* [TASK DETAILS]
Copy the lines exactly. Begin at the first line of the data and stop after the line with "const ENV_PREFIX: &str".

Records drawn from a dataset
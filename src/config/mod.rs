//! Configuration layer: typed settings with layered precedence (file → env → CLI).

mod cli;

use std::{
    net::SocketAddr,
    num::{NonZeroU32, NonZeroU64},
    str::FromStr,
    time::Duration,
};

use clap::Parser;
use config::{Config, Environment, File};
use serde::Deserialize;
use thiserror::Error;
use tracing::level_filters::LevelFilter;
use url::Url;

use crate::domain::shortid::ShortidPolicy;

pub use cli::{
    CliArgs, Command, DatabaseOverride, RenderArgs, ResolveArgs, ServeArgs, ServeOverrides,
};

const DEFAULT_CONFIG_BASENAME: &str = "config/default";
const LOCAL_CONFIG_BASENAME: &str = "deckshelf";
const ENV_PREFIX: &str = "DECKSHELF";
const DEFAULT_HOST: &str = "127.0.0.1";
const DEFAULT_PORT: u16 = 3000;
const DEFAULT_DB_MAX_CONNECTIONS: u32 = 8;
const DEFAULT_IMAGE_VERSION: &str = "2.1";
const DEFAULT_SITE_URL: &str = "http://127.0.0.1:3000";
const DEFAULT_RENDER_TIMEOUT_SECS: u64 = 30;
const DEFAULT_POLL_MAX_ATTEMPTS: u32 = 10;
const DEFAULT_POLL_INTERVAL_MS: u64 = 500;

/// Fully-resolved deployment settings after precedence resolution and validation.
#[derive(Debug, Clone)]
pub struct Settings {
    pub server: ServerSettings,
    pub logging: LoggingSettings,
    pub database: DatabaseSettings,
    pub render: RenderSettings,
    pub poll: PollSettings,
    pub shortid: ShortidPolicy,
}

#[derive(Debug, Clone)]
pub struct ServerSettings {
    pub addr: SocketAddr,
}

#[derive(Debug, Clone)]
pub struct LoggingSettings {
    pub level: LevelFilter,
    pub format: LogFormat,
}

#[derive(Debug, Clone, Copy, PartialEq, Eq)]
pub enum LogFormat {
    Json,
    Compact,
}

#[derive(Debug, Clone)]
pub struct DatabaseSettings {
    pub url: Option<String>,
    pub max_connections: NonZeroU32,
}

#[derive(Debug, Clone)]
pub struct RenderSettings {
    /// Tag written next to every rendered image; images with any other tag
    /// are stale.
    pub image_version: String,
    pub site_url: Url,
    pub short_url_base: Url,
    pub request_timeout: Duration,
    pub urlbox: Option<UrlboxSettings>,
}

#[derive(Clone)]
pub struct UrlboxSettings {
    pub api_key: String,
}

impl std::fmt::Debug for UrlboxSettings {
    fn fmt(&self, f: &mut std::fmt::Formatter<'_>) -> std::fmt::Result {
        f.debug_struct("UrlboxSettings")
            .field("api_key", &"<redacted>")
            .finish()
    }
}

#[derive(Debug, Clone)]
pub struct PollSettings {
    pub max_attempts: NonZeroU32,
    pub interval: Duration,
}

#[derive(Debug, Error)]
pub enum LoadError {
    #[error("failed to build configuration: {0}")]
    Build(#[from] config::ConfigError),
    #[error("invalid configuration for `{key}`: {reason}")]
    Invalid { key: &'static str, reason: String },
}

impl LoadError {
    fn invalid(key: &'static str, reason: impl Into<String>) -> Self {
        Self::Invalid {
            key,
            reason: reason.into(),
        }
    }
}

/// Load settings using the configured precedence (file → environment → CLI).
pub fn load(cli: &CliArgs) -> Result<Settings, LoadError> {
    let mut builder = Config::builder()
        .add_source(File::with_name(DEFAULT_CONFIG_BASENAME).required(false))
        .add_source(File::with_name(LOCAL_CONFIG_BASENAME).required(false));

    if let Some(path) = cli.config_file.as_ref() {
        builder = builder.add_source(File::from(path.as_path()).required(true));
    }

    builder = builder.add_source(Environment::with_prefix(ENV_PREFIX).separator("__"));

    let mut raw: RawSettings = builder.build()?.try_deserialize()?;

    match cli.command.as_ref() {
        Some(Command::Serve(args)) => raw.apply_serve_overrides(&args.overrides),
        Some(Command::Render(args)) => raw.apply_database_override(&args.database),
        Some(Command::Resolve(args)) => raw.apply_database_override(&args.database),
        None => raw.apply_serve_overrides(&ServeOverrides::default()),
    }

    Settings::from_raw(raw)
}

#[derive(Debug, Clone, Deserialize, Default)]
#[serde(default)]
struct RawSettings {
    server: RawServerSettings,
    logging: RawLoggingSettings,
    database: RawDatabaseSettings,
    render: RawRenderSettings,
    poll: RawPollSettings,
    shortid: RawShortidSettings,
}

impl RawSettings {
    fn apply_serve_overrides(&mut self, overrides: &ServeOverrides) {
        if let Some(host) = overrides.server_host.as_ref() {
            self.server.host = Some(host.clone());
        }
        if let Some(port) = overrides.server_port {
            self.server.port = Some(port);
        }
        if let Some(level) = overrides.log_level.as_ref() {
            self.logging.level = Some(level.clone());
        }
        if let Some(json) = overrides.log_json {
            self.logging.json = Some(json);
        }
        if let Some(url) = overrides.database_url.as_ref() {
            self.database.url = Some(url.clone());
        }
        if let Some(max) = overrides.database_max_connections {
            self.database.max_connections = Some(max);
        }
        if let Some(version) = overrides.render_image_version.as_ref() {
            self.render.image_version = Some(version.clone());
        }
        if let Some(url) = overrides.render_site_url.as_ref() {
            self.render.site_url = Some(url.clone());
        }
        if let Some(enabled) = overrides.render_urlbox_enabled {
            self.render.urlbox_enabled = Some(enabled);
        }
        if let Some(attempts) = overrides.poll_max_attempts {
            self.poll.max_attempts = Some(attempts);
        }
        if let Some(interval) = overrides.poll_interval_ms {
            self.poll.interval_ms = Some(interval);
        }
    }

    fn apply_database_override(&mut self, overrides: &DatabaseOverride) {
        if let Some(url) = overrides.database_url.as_ref() {
            self.database.url = Some(url.clone());
        }
    }
}

impl Settings {
    fn from_raw(raw: RawSettings) -> Result<Self, LoadError> {
        let RawSettings {
            server,
            logging,
            database,
            render,
            poll,
            shortid,
        } = raw;

        Ok(Self {
            server: build_server_settings(server)?,
            logging: build_logging_settings(logging)?,
            database: build_database_settings(database)?,
            render: build_render_settings(render)?,
            poll: build_poll_settings(poll)?,
            shortid: build_shortid_policy(shortid)?,
        })
    }
}

fn build_server_settings(server: RawServerSettings) -> Result<ServerSettings, LoadError> {
    let host = server.host.unwrap_or_else(|| DEFAULT_HOST.to_string());

    let port = server.port.unwrap_or(DEFAULT_PORT);
    if port == 0 {
        return Err(LoadError::invalid(
            "server.port",
            "port must be greater than zero",
        ));
    }

    let addr = parse_socket_addr(&host, port)
        .map_err(|reason| LoadError::invalid("server.addr", reason))?;

    Ok(ServerSettings { addr })
}

fn build_logging_settings(logging: RawLoggingSettings) -> Result<LoggingSettings, LoadError> {
    let level = match logging.level {
        Some(level) => LevelFilter::from_str(level.as_str()).map_err(|err| {
            LoadError::invalid("logging.level", format!("failed to parse: {err}"))
        })?,
        None => LevelFilter::INFO,
    };

    let format = if logging.json.unwrap_or(false) {
        LogFormat::Json
    } else {
        LogFormat::Compact
    };

    Ok(LoggingSettings { level, format })
}

fn build_database_settings(database: RawDatabaseSettings) -> Result<DatabaseSettings, LoadError> {
    let url = database.url.and_then(|value| {
        let trimmed = value.trim();
        (!trimmed.is_empty()).then(|| trimmed.to_string())
    });

    let max_connections = non_zero_u32(
        database
            .max_connections
            .unwrap_or(DEFAULT_DB_MAX_CONNECTIONS)
            .into(),
        "database.max_connections",
    )?;

    Ok(DatabaseSettings {
        url,
        max_connections,
    })
}

fn build_render_settings(render: RawRenderSettings) -> Result<RenderSettings, LoadError> {
    let image_version = render
        .image_version
        .map(|value| value.trim().to_string())
        .unwrap_or_else(|| DEFAULT_IMAGE_VERSION.to_string());
    if image_version.is_empty() {
        return Err(LoadError::invalid(
            "render.image_version",
            "must not be empty",
        ));
    }

    let site_url = parse_base_url(
        render.site_url.as_deref().unwrap_or(DEFAULT_SITE_URL),
        "render.site_url",
    )?;
    let short_url_base = match render.short_url_base.as_deref() {
        Some(value) => parse_base_url(value, "render.short_url_base")?,
        None => site_url.clone(),
    };

    let timeout_secs = render
        .request_timeout_seconds
        .unwrap_or(DEFAULT_RENDER_TIMEOUT_SECS);
    let request_timeout = NonZeroU64::new(timeout_secs)
        .map(|secs| Duration::from_secs(secs.get()))
        .ok_or_else(|| {
            LoadError::invalid("render.request_timeout_seconds", "must be greater than zero")
        })?;

    let urlbox = if render.urlbox_enabled.unwrap_or(false) {
        let api_key = render
            .urlbox_api_key
            .map(|key| key.trim().to_string())
            .filter(|key| !key.is_empty())
            .ok_or_else(|| {
                LoadError::invalid(
                    "render.urlbox_api_key",
                    "required when render.urlbox_enabled is true",
                )
            })?;
        Some(UrlboxSettings { api_key })
    } else {
        None
    };

    Ok(RenderSettings {
        image_version,
        site_url,
        short_url_base,
        request_timeout,
        urlbox,
    })
}

fn build_poll_settings(poll: RawPollSettings) -> Result<PollSettings, LoadError> {
    let max_attempts = non_zero_u32(
        poll.max_attempts.unwrap_or(DEFAULT_POLL_MAX_ATTEMPTS).into(),
        "poll.max_attempts",
    )?;

    let interval_ms = poll.interval_ms.unwrap_or(DEFAULT_POLL_INTERVAL_MS);
    if interval_ms == 0 {
        return Err(LoadError::invalid(
            "poll.interval_ms",
            "must be greater than zero",
        ));
    }

    Ok(PollSettings {
        max_attempts,
        interval: Duration::from_millis(interval_ms),
    })
}

fn build_shortid_policy(shortid: RawShortidSettings) -> Result<ShortidPolicy, LoadError> {
    let defaults = ShortidPolicy::default();
    ShortidPolicy::new(
        shortid.batch_size.unwrap_or(defaults.batch_size),
        shortid.initial_length.unwrap_or(defaults.initial_length),
        shortid.max_length.unwrap_or(defaults.max_length),
    )
    .map_err(|err| LoadError::invalid("shortid", err.to_string()))
}

#[derive(Debug, Clone, Deserialize, Default)]
#[serde(default)]
struct RawServerSettings {
    host: Option<String>,
    port: Option<u16>,
}

#[derive(Debug, Clone, Deserialize, Default)]
#[serde(default)]
struct RawLoggingSettings {
    level: Option<String>,
    json: Option<bool>,
}

#[derive(Debug, Clone, Deserialize, Default)]
#[serde(default)]
struct RawDatabaseSettings {
    url: Option<String>,
    max_connections: Option<u32>,
}

#[derive(Debug, Clone, Deserialize, Default)]
#[serde(default)]
struct RawRenderSettings {
    image_version: Option<String>,
    site_url: Option<String>,
    short_url_base: Option<String>,
    request_timeout_seconds: Option<u64>,
    urlbox_enabled: Option<bool>,
    urlbox_api_key: Option<String>,
}

#[derive(Debug, Clone, Deserialize, Default)]
#[serde(default)]
struct RawPollSettings {
    max_attempts: Option<u32>,
    interval_ms: Option<u64>,
}

#[derive(Debug, Clone, Deserialize, Default)]
#[serde(default)]
struct RawShortidSettings {
    batch_size: Option<usize>,
    initial_length: Option<usize>,
    max_length: Option<usize>,
}

fn parse_socket_addr(host: &str, port: u16) -> Result<SocketAddr, String> {
    let candidate = format!("{host}:{port}");
    candidate
        .parse()
        .map_err(|err| format!("invalid address `{candidate}`: {err}"))
}

fn parse_base_url(value: &str, key: &'static str) -> Result<Url, LoadError> {
    let url = Url::parse(value.trim())
        .map_err(|err| LoadError::invalid(key, format!("invalid url `{value}`: {err}")))?;
    if url.cannot_be_a_base() {
        return Err(LoadError::invalid(key, format!("`{value}` cannot be a base url")));
    }
    Ok(url)
}

fn non_zero_u32(value: u64, key: &'static str) -> Result<NonZeroU32, LoadError> {
    if value == 0 {
        return Err(LoadError::invalid(key, "must be greater than zero"));
    }
    let value_u32: u32 = value
        .try_into()
        .map_err(|_| LoadError::invalid(key, "value exceeds supported range for u32"))?;
    NonZeroU32::new(value_u32).ok_or_else(|| LoadError::invalid(key, "must be greater than zero"))
}

/// Resolve configuration using the supplied CLI arguments, returning both for downstream use.
pub fn load_with_cli() -> Result<(CliArgs, Settings), LoadError> {
    let args = CliArgs::parse();
    let settings = load(&args)?;
    Ok((args, settings))
}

* [YOUR SOLUTION]
filename src/config/mod.rs
//! Configuration layer: typed settings with layered precedence (file → env → CLI).

mod cli;

use std::{
    net::SocketAddr,
    num::{NonZeroU32, NonZeroU64},
    str::FromStr,
    time::Duration,
};

use clap::Parser;
use config::{Config, Environment, File};
use serde::Deserialize;
use thiserror::Error;
use tracing::level_filters::LevelFilter;
use url::Url;

use crate::domain::shortid::ShortidPolicy;

pub use cli::{
    CliArgs, Command, DatabaseOverride, RenderArgs, ResolveArgs, ServeArgs, ServeOverrides,
};

const DEFAULT_CONFIG_BASENAME: &str = "config/default";
const LOCAL_CONFIG_BASENAME: &str = "deckshelf";
const ENV_PREFIX: &str = "DECKSHELF";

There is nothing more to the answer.